I rapporti tra il Partito socialista
francese e il processo di integrazione europea non sono
mai stati lineari. La diffidenza verso le cessioni di
sovranità da una parte e il sospetto di un’Europa
dalla tendenza troppo liberale e contraria alla prospettiva
socialista dall’altra, hanno dato luogo, nel corso
degli anni, a scontri virulenti che hanno spaccato il
partito al suo interno.
Le linee di frattura createsi a seguito delle frizioni
sui temi della costruzione europea riemergono oggi intorno
all’approvazione o meno del trattato di Costituzione
europea approvato dai presidenti e capi di Stato dei
25 paesi Ue il 29 ottobre scorso a Roma e ora in attesa
di ratifica.
I giorni che hanno preceduto la consultazione dei 120.000
aderenti al partito, sono stati giorni di intensi dibattiti
sia nelle sezioni che sui mezzi di comunicazione in
cui, alle differenti posizioni sui temi europei, si
sono cumulate tensioni interne, rese dei conti tra correnti
ed “elefanti” (così vengono chiamati
i personaggi che calcano la scena politica dai tempi
del mitteranismo) e più generalmente tra due
visioni differenti del socialismo del terzo millennio.
Nel 1952 viene sottoscritto un trattato che intende
istituire, sul modello della Comunità europea
del carbone e dell’acciaio (Ceca), una Comunità
europea di difesa (Ced), che per entrare in vigore
deve però essere ratificato dai sei paesi partner.
L’apertura del dibattito in Francia apre una
crisi generalizzata all’interno di tutte le
forze politiche, compreso, e forse soprattutto, all’interno
del Partito socialista. Nonostante una risicata preponderanza
dei socialisti favorevoli, guidati da Guy Mollet,
segretario generale della Sfio (Sezione francese dell’internazionale
socialista), il 30 agosto del 1954, 53 parlamentari
del Ps su 105 votano contro all’Assemblea nazionale
e contribuiscono all’affossamento del trattato.
Due gli argomenti dell’opposizione all’istituzione
di una difesa europea: da una parte il rifiuto di
cessione di sovranità e di un riarmo tedesco
e, dall’altra, da sinistra, l’opposizione
ad un progetto troppo filo statunitense in funzione
antisovietica.
Eletto alla presidenza del Consiglio nel 1956, Mollet,
deciso sostenitore della costruzione europea, lavorerà
per ricomporre la crisi aperta dalla Ced e da allora,
sostanzialmente, il Partito socialista francese contribuirà
al rafforzamento della Francia nel processo europeo
di integrazione. Fino alla prossima crisi.

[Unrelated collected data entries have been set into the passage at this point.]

//! USDT provider definitions.
//!
//! Parses the `provider` blocks of a DTrace `.d` file:
//!
//! ```text
//! provider hello {
//!     probe you(char *, int);
//! };
//! ```
//!
//! Everything outside `provider` blocks is skipped. The declarations give the
//! argument count and types a probe's events carry, which is what a probe
//! program needs to be validated against.

use alloc::format;
use alloc::string::{String, ToString};
use alloc::vec::Vec;

use nom::{
    IResult,
    bytes::complete::{tag, take_until, take_while, take_while1},
    character::complete::{char, multispace0},
    combinator::map,
    error::{VerboseError, convert_error},
    multi::{many0, separated_list0},
    sequence::{delimited, preceded, terminated, tuple},
};

use crate::codec::ValueKind;

/// Error types for provider parsing.
#[derive(Debug, Clone, PartialEq, Eq)]
pub enum Error {
    /// A `provider` block is malformed.
    Syntax(String),
}

impl core::fmt::Display for Error {
    fn fmt(&self, f: &mut core::fmt::Formatter<'_>) -> core::fmt::Result {
        match self {
            Self::Syntax(msg) => write!(f, "Provider syntax error: {}", msg),
        }
    }
}

impl core::error::Error for Error {}

/// All providers declared in one source.
#[derive(Debug, Clone, PartialEq, Eq, Default)]
pub struct Script {
    pub providers: Vec<Provider>,
}

impl Script {
    /// Find a probe declaration by provider and probe name.
    pub fn find(&self, provider: &str, probe: &str) -> Option<(&Provider, &ProbeDecl)> {
        let provider = self.providers.iter().find(|p| p.name == provider)?;
        let probe = provider.probes.iter().find(|p| p.name == probe)?;
        Some((provider, probe))
    }
}

/// One `provider` block.
#[derive(Debug, Clone, PartialEq, Eq)]
pub struct Provider {
    pub name: String,
    pub probes: Vec<ProbeDecl>,
}

impl Provider {
    /// Name with `__` collapsed and lower-cased, as instrumented binaries spell it.
    pub fn normalized_name(&self) -> String {
        normalize(&self.name)
    }

    /// Pattern matching `probe` of this provider in any process.
    ///
    /// Event ids carry the pid after the provider name (`hello1234`), hence
    /// the prefix wildcard.
    pub fn pattern_for(&self, probe: &ProbeDecl) -> String {
        format!("{}*:::{}", self.normalized_name(), probe.normalized_name())
    }
}

/// One `probe` declaration.
#[derive(Debug, Clone, PartialEq, Eq)]
pub struct ProbeDecl {
    pub name: String,
    /// C argument types as written.
    pub arguments: Vec<String>,
}

impl ProbeDecl {
    /// Number of declared arguments.
    pub fn arity(&self) -> usize {
        self.arguments.len()
    }

    pub fn normalized_name(&self) -> String {
        normalize(&self.name)
    }

    /// Decoding kind for argument `idx`, from its C type.
    ///
    /// `char *` maps to a string; other pointers and unknown types map to `None`.
    pub fn argument_kind(&self, idx: usize) -> Option<ValueKind> {
        c_type_kind(self.arguments.get(idx)?)
    }
}

fn normalize(name: &str) -> String {
    name.replace("__", "_").to_lowercase()
}

/// Map a C type to a value kind.
pub fn c_type_kind(ty: &str) -> Option<ValueKind> {
    let ty: String = ty
        .split_whitespace()
        .filter(|w| *w != "const")
        .collect::<Vec<_>>()
        .join(" ");

    let kind = match ty.as_str() {
        "char *" | "char*" | "string" => ValueKind::NulTerminatedString,
        "char" | "int8_t" | "signed char" => ValueKind::I8,
        "unsigned char" | "uint8_t" => ValueKind::U8,
        "short" | "int16_t" => ValueKind::I16,
        "unsigned short" | "uint16_t" => ValueKind::U16,
        "int" | "int32_t" => ValueKind::I32,
        "unsigned" | "unsigned int" | "uint32_t" => ValueKind::U32,
        "long" | "long long" | "int64_t" | "ssize_t" | "intptr_t" => ValueKind::I64,
        "unsigned long" | "unsigned long long" | "uint64_t" | "size_t" | "uintptr_t" => {
            ValueKind::U64
        }
        _ => return None,
    };
    Some(kind)
}

// =============================================================================
// Grammar
// =============================================================================

type Res<'i, T> = IResult<&'i str, T, VerboseError<&'i str>>;

fn ident(input: &str) -> Res<'_, &str> {
    take_while1(|c: char| c.is_ascii_alphanumeric() || c == '_' || c == '-')(input)
}

fn token<'i, T>(
    inner: impl FnMut(&'i str) -> Res<'i, T>,
) -> impl FnMut(&'i str) -> Res<'i, T> {
    preceded(multispace0, inner)
}

/// Argument type: anything up to `,` or `)`.
fn c_type(input: &str) -> Res<'_, &str> {
    take_while(|c: char| c != ',' && c != ')')(input)
}

fn probe_decl(input: &str) -> Res<'_, ProbeDecl> {
    map(
        tuple((
            preceded(token(tag("probe")), token(ident)),
            delimited(
                token(char('(')),
                separated_list0(char(','), c_type),
                terminated(token(char(')')), token(char(';'))),
            ),
        )),
        |(name, args): (&str, Vec<&str>)| ProbeDecl {
            name: name.to_string(),
            arguments: args
                .into_iter()
                .map(str::trim)
                .filter(|a| !a.is_empty() && *a != "void")
                .map(ToString::to_string)
                .collect(),
        },
    )(input)
}

/// `provider NAME {`; anything else containing the keyword is not a block.
fn provider_header(input: &str) -> Res<'_, &str> {
    terminated(preceded(tag("provider"), token(ident)), token(char('{')))(input)
}

fn provider_body(input: &str) -> Res<'_, Vec<ProbeDecl>> {
    terminated(many0(probe_decl), terminated(token(char('}')), token(char(';'))))(input)
}

fn starts_word(source: &str, at: &str) -> bool {
    let offset = source.len() - at.len();
    source[..offset]
        .chars()
        .next_back()
        .is_none_or(|c| !(c.is_ascii_alphanumeric() || c == '_'))
}

/// Parse every `provider` block in `source`.
pub fn parse(source: &str) -> Result<Script, Error> {
    let mut script = Script::default();
    let mut rest = source;

    while let Ok((at, _)) = take_until::<_, _, VerboseError<&str>>("provider")(rest) {
        let header = match provider_header(at) {
            Ok(found) if starts_word(source, at) => found,
            _ => {
                rest = &at["provider".len()..];
                continue;
            }
        };

        let (body, name) = header;
        match provider_body(body) {
            Ok((next, probes)) => {
                log::debug!("parsed provider {} ({} probes)", name, probes.len());
                script.providers.push(Provider {
                    name: name.to_string(),
                    probes,
                });
                rest = next;
            }
            Err(nom::Err::Error(e)) | Err(nom::Err::Failure(e)) => {
                return Err(Error::Syntax(convert_error(source, e)));
            }
            Err(nom::Err::Incomplete(_)) => {
                return Err(Error::Syntax("unexpected end of input".to_string()));
            }
        }
    }

    Ok(script)
}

Nel 1971 si forma all’interno del Ps una corrente
capeggiata da Jean-Pierre Chevènement fortemente
in dissenso con la linea europeista dell’allora
primo segretario François Mitterand. Nel novembre
del 1973 la crisi si manifesta nell’ufficio
esecutivo del partito e la maggioranza interna sembra
vacillare. Mitterand minaccia di rassegnare le dimissioni
e viene convocato, per il 15 e 16 dicembre, un congresso
straordinario del partito a Bagnolet per dibattere
il tema europeo. Alla fine il segretario, dietro alcune
concessioni, riuscirà a difendere la propria
posizione e a far passare il progetto politico socialista
per l’Europa.
Vinte le elezioni presidenziali nel 1981 il Ps si
ritrova al Governo del Paese e da questa posizione
si scatena nel 1983 il dibattito sulla opportunità
o meno di rimanere all’interno del Sistema monetario
europeo (Sme). Gli chevènementiani rialzano
la testa, ma Jacques Delors e Pierre Mouroy convinceranno
Mitterand, contro le opposizioni interne, a fare ancora
una volta una scelta europeista. Una scelta, questa
volta, dettata anche dalla necessità di ridefinire
l’identità di un partito socialista che
ha ormai definitivamente assunto responsabilità
di governo e per cui l’Europa e il suo orizzonte
diventeranno un sostitutivo della prospettiva socialista.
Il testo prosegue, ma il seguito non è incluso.